I also have several lightly used 6.5 qt sweaterboxes, and a few medium Sterilite gasket bins w/vents. All would need a good sanitizing before re-use, but the sweaterboxes are free, and the gasket boxes are $5 each.

*WANTED *in trade or possible purchase:
Calling male Solarte/Nancy
Female Paru
Matecho or Giant Orange tincs
mint terribilis


----------



## erik s (Apr 12, 2010)

I'll take some bug burger....


----------



## JPccusa (Mar 10, 2009)

Dane, I need Calcium+ and Vit A, please.


----------



## erik s (Apr 12, 2010)

Here's the short list of some the plants I'll have....
Peperomia rubella 
Marcgravia rectifloria 
Begonia Lita 
Peperomia blanda 
Philo. "Pincushion"
Syngonium rayii 
Begonia thelmae 
Begonia amphioxus. ..one only!
Orchids. ...
Zootrophion serpentinum and hirtzii
Epidendrum whittenii .
And Trish will have a few greenhouse orchids...
Just over two weeks to go!!!!


----------



## Calivet (Aug 12, 2013)

Dane, I need Bug Burger and Superfly please.


----------



## srrrio (May 12, 2007)

I am so looking forward to finally making it to a SCADS meet again.
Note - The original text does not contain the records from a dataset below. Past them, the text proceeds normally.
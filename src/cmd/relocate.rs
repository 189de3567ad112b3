//! relocate command - move repositories to where their remote says they belong

use std::fs;
use std::path::Path;

use tracing::info;

use crate::env::{requirements, EnvRequirement, Ggman};
use crate::git::Git;
use crate::program::{Command, Context, Description, Flag, FlagValues, ProgramError};

use super::{parse_url, Tally};

/// `ggman relocate [--simulate]`
#[derive(Debug, Default)]
pub struct RelocateCommand {
    simulate: bool,
}

impl RelocateCommand {
    fn relocate(&self, ctx: &mut Context<'_, Ggman>, repo: &Path) -> Result<(), ProgramError> {
        let Some(remote) = Git::open_exact(repo)?.default_remote_url()? else {
            return Ok(());
        };
        let target = ctx.runtime.local(&parse_url(&remote)?);
        if target == repo {
            return Ok(());
        }
        if target.exists() {
            return Err(ProgramError::command(format!(
                "unable to move to '{}': target already exists",
                target.display()
            )));
        }
        if target.starts_with(repo) {
            return Err(ProgramError::command(format!(
                "unable to move into '{}': target is inside the repository",
                target.display()
            )));
        }

        let parent = target.parent().unwrap_or(&ctx.runtime.root).to_path_buf();
        if self.simulate {
            ctx.println(format!("mkdir -p '{}'", parent.display()))?;
            return ctx.println(format!("mv '{}' '{}'", repo.display(), target.display()));
        }

        ctx.println(format!("Moving '{}' to '{}'", repo.display(), target.display()))?;
        info!(from = %repo.display(), to = %target.display(), "relocating");
        fs::create_dir_all(&parent)?;
        fs::rename(repo, &target)?;
        Ok(())
    }
}

impl Command<Ggman> for RelocateCommand {
    fn description(&self) -> Description<EnvRequirement> {
        Description::new(
            "relocate",
            "Move locally cloned repositories into the location given by their remote url",
            requirements::FILTERED,
        )
    }

    fn flags(&self) -> Vec<Flag> {
        vec![Flag::switch("simulate")
            .short('s')
            .long("simulate")
            .usage("Print the moves as a shell script instead of performing them")]
    }

    fn apply_flags(&mut self, values: &FlagValues) -> Result<(), ProgramError> {
        self.simulate = values.switch("simulate");
        Ok(())
    }

    fn run(&mut self, ctx: &mut Context<'_, Ggman>) -> Result<(), ProgramError> {
        let mut tally = Tally::default();
        for repo in ctx.runtime.repos() {
            let result = self.relocate(ctx, &repo);
            tally.record(ctx, &repo, result)?;
        }
        tally.finish("relocate")
    }
}

#[cfg(test)]
mod tests {
    use crate::cmd::testing::{lines, Fixture};
    use crate::program::ExitCode;

    #[test]
    fn simulate_prints_script() {
        let fixture = Fixture::new();
        let root = fixture.root();
        let repo = fixture.repo("misplaced", Some("https://github.com/hello/world.git"));

        let (code, out, _) = fixture.run(&["relocate", "--simulate"]);
        assert_eq!(code, ExitCode::Success);
        assert_eq!(
            lines(&out),
            vec![
                format!("mkdir -p '{}'", root.join("github.com/hello").display()),
                format!(
                    "mv '{}' '{}'",
                    repo.display(),
                    root.join("github.com/hello/world").display()
                ),
            ]
        );
        assert!(repo.exists());
    }

    #[test]
    fn moves_repository() {
        let fixture = Fixture::new();
        let repo = fixture.repo("misplaced", Some("https://github.com/hello/world.git"));
        fixture.repo("github.com/already/here", Some("https://github.com/already/here"));

        let (code, out, _) = fixture.run(&["relocate"]);
        assert_eq!(code, ExitCode::Success);
        assert_eq!(lines(&out).len(), 1);
        assert!(!repo.exists());
        assert!(fixture.root().join("github.com/hello/world/.git").exists());
    }

    #[test]
    fn occupied_target_fails() {
        let fixture = Fixture::new();
        fixture.repo("misplaced", Some("https://github.com/hello/world.git"));
        std::fs::create_dir_all(fixture.root().join("github.com/hello/world")).unwrap();

        let (code, _, err) = fixture.run(&["relocate"]);
        assert_eq!(code, ExitCode::General);
        assert!(err.contains("already exists"));
    }
}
I need some serious frog talk and inspiration! 

I would love to find:
Male standard imitator
Azureus – male and/or female so I can split my related breeding pair 
Miniature tropicals that would do well literally, in a mason jar terrarium with a hole in the lid.
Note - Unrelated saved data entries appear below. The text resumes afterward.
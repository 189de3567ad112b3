//! ggman - a manager for all your local git repositories
//!
//! ggman clones every repository into a path derived from its url, below a
//! single root folder, and runs commands over filtered sets of them.
//!
//! # Architecture
//!
//! The codebase is layered:
//!
//! - [`program`] - Generic command dispatch: two-phase argument parsing,
//!   requirement gating of global flags, aliases, keywords, usage pages and
//!   exit codes. Knows nothing about git.
//! - [`env`] - The ggman host: global flags, requirements, configuration and
//!   the runtime environment commands operate in
//! - [`git`] - Single interface for all Git operations
//! - [`cmd`] - The ggman commands
//!
//! # Correctness Invariants
//!
//! 1. A command never runs unless every global flag given is allowed by its
//!    requirement
//! 2. Every failure maps to exactly one exit code
//! 3. Resolving an argument vector has no side effects

pub mod cmd;
pub mod env;
pub mod git;
pub mod program;

pub use env::Ggman;
//! clone command - clone a repository into its local path

use std::fs;

use tracing::info;

use crate::env::{requirements, EnvRequirement, Ggman};
use crate::git::Git;
use crate::program::{Command, Context, Description, Flag, FlagValues, Positional, ProgramError};

use super::parse_url;

/// `ggman clone URL [ARGS...]`
#[derive(Debug, Default)]
pub struct CloneCommand {
    force: bool,
    local: bool,
    shallow: bool,
}

impl Command<Ggman> for CloneCommand {
    fn description(&self) -> Description<EnvRequirement> {
        Description::new(
            "clone",
            "Clone a repository into a path based on its url",
            requirements::ROOT,
        )
        .positional(Positional::at_least("ARG", 1).usage(
            "URL of the repository to clone. Further arguments are passed to 'git clone'; \
             separate them with '--' when they start with a dash",
        ))
    }

    fn flags(&self) -> Vec<Flag> {
        vec![
            Flag::switch("force")
                .short('f')
                .long("force")
                .usage("Do not complain when a repository already exists in the target location"),
            Flag::switch("local")
                .short('l')
                .long("local")
                .usage("Clone into a directory named after the repository inside the current directory"),
            Flag::switch("shallow")
                .short('s')
                .long("shallow")
                .usage("Create a shallow clone with a depth of 1"),
        ]
    }

    fn apply_flags(&mut self, values: &FlagValues) -> Result<(), ProgramError> {
        self.force = values.switch("force");
        self.local = values.switch("local");
        self.shallow = values.switch("shallow");
        Ok(())
    }

    fn run(&mut self, ctx: &mut Context<'_, Ggman>) -> Result<(), ProgramError> {
        let source = ctx.positionals()[0].clone();
        let url = parse_url(&source)?;

        let dest = if self.local {
            let name = url
                .components()
                .pop()
                .ok_or_else(|| ProgramError::invalid_target(format!("'{}' names no repository", source)))?;
            ctx.runtime.workdir.join(name)
        } else {
            ctx.runtime.local(&url)
        };

        if dest.exists() {
            if self.force && Git::open_exact(&dest).is_ok() {
                return ctx.println(format!("Repository already exists at '{}'", dest.display()));
            }
            return Err(ProgramError::command(format!(
                "unable to clone repository: '{}' already exists",
                dest.display()
            )));
        }

        let mut extra = Vec::new();
        if self.shallow {
            extra.extend(["--depth".to_string(), "1".to_string()]);
        }
        extra.extend(ctx.positionals()[1..].iter().cloned());

        ctx.println(format!("Cloning '{}' into '{}'", source, dest.display()))?;
        if let Some(parent) = dest.parent() {
            fs::create_dir_all(parent)?;
        }
        info!(url = %source, dest = %dest.display(), "cloning");
        ctx.runtime.git.clone_repo(&source, &dest, &extra)?;
        Ok(())
    }
}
Beyond that I see some things already posted that are very tempting! 


I will bring:
galactonotus orange- juvies&froglets 
benedicta pampa Hermosa - young breeding group
tinctorius powder blue- Male 
pumilio black jean – Male 
pumilo solarte -I will get him out of parent tank and see if calling before meet Dane ;-)


----------



## Dane (Aug 19, 2004)

srrrio said:


> pumilo solarte -I will get him out of parent tank and see if calling before meet Dane ;-)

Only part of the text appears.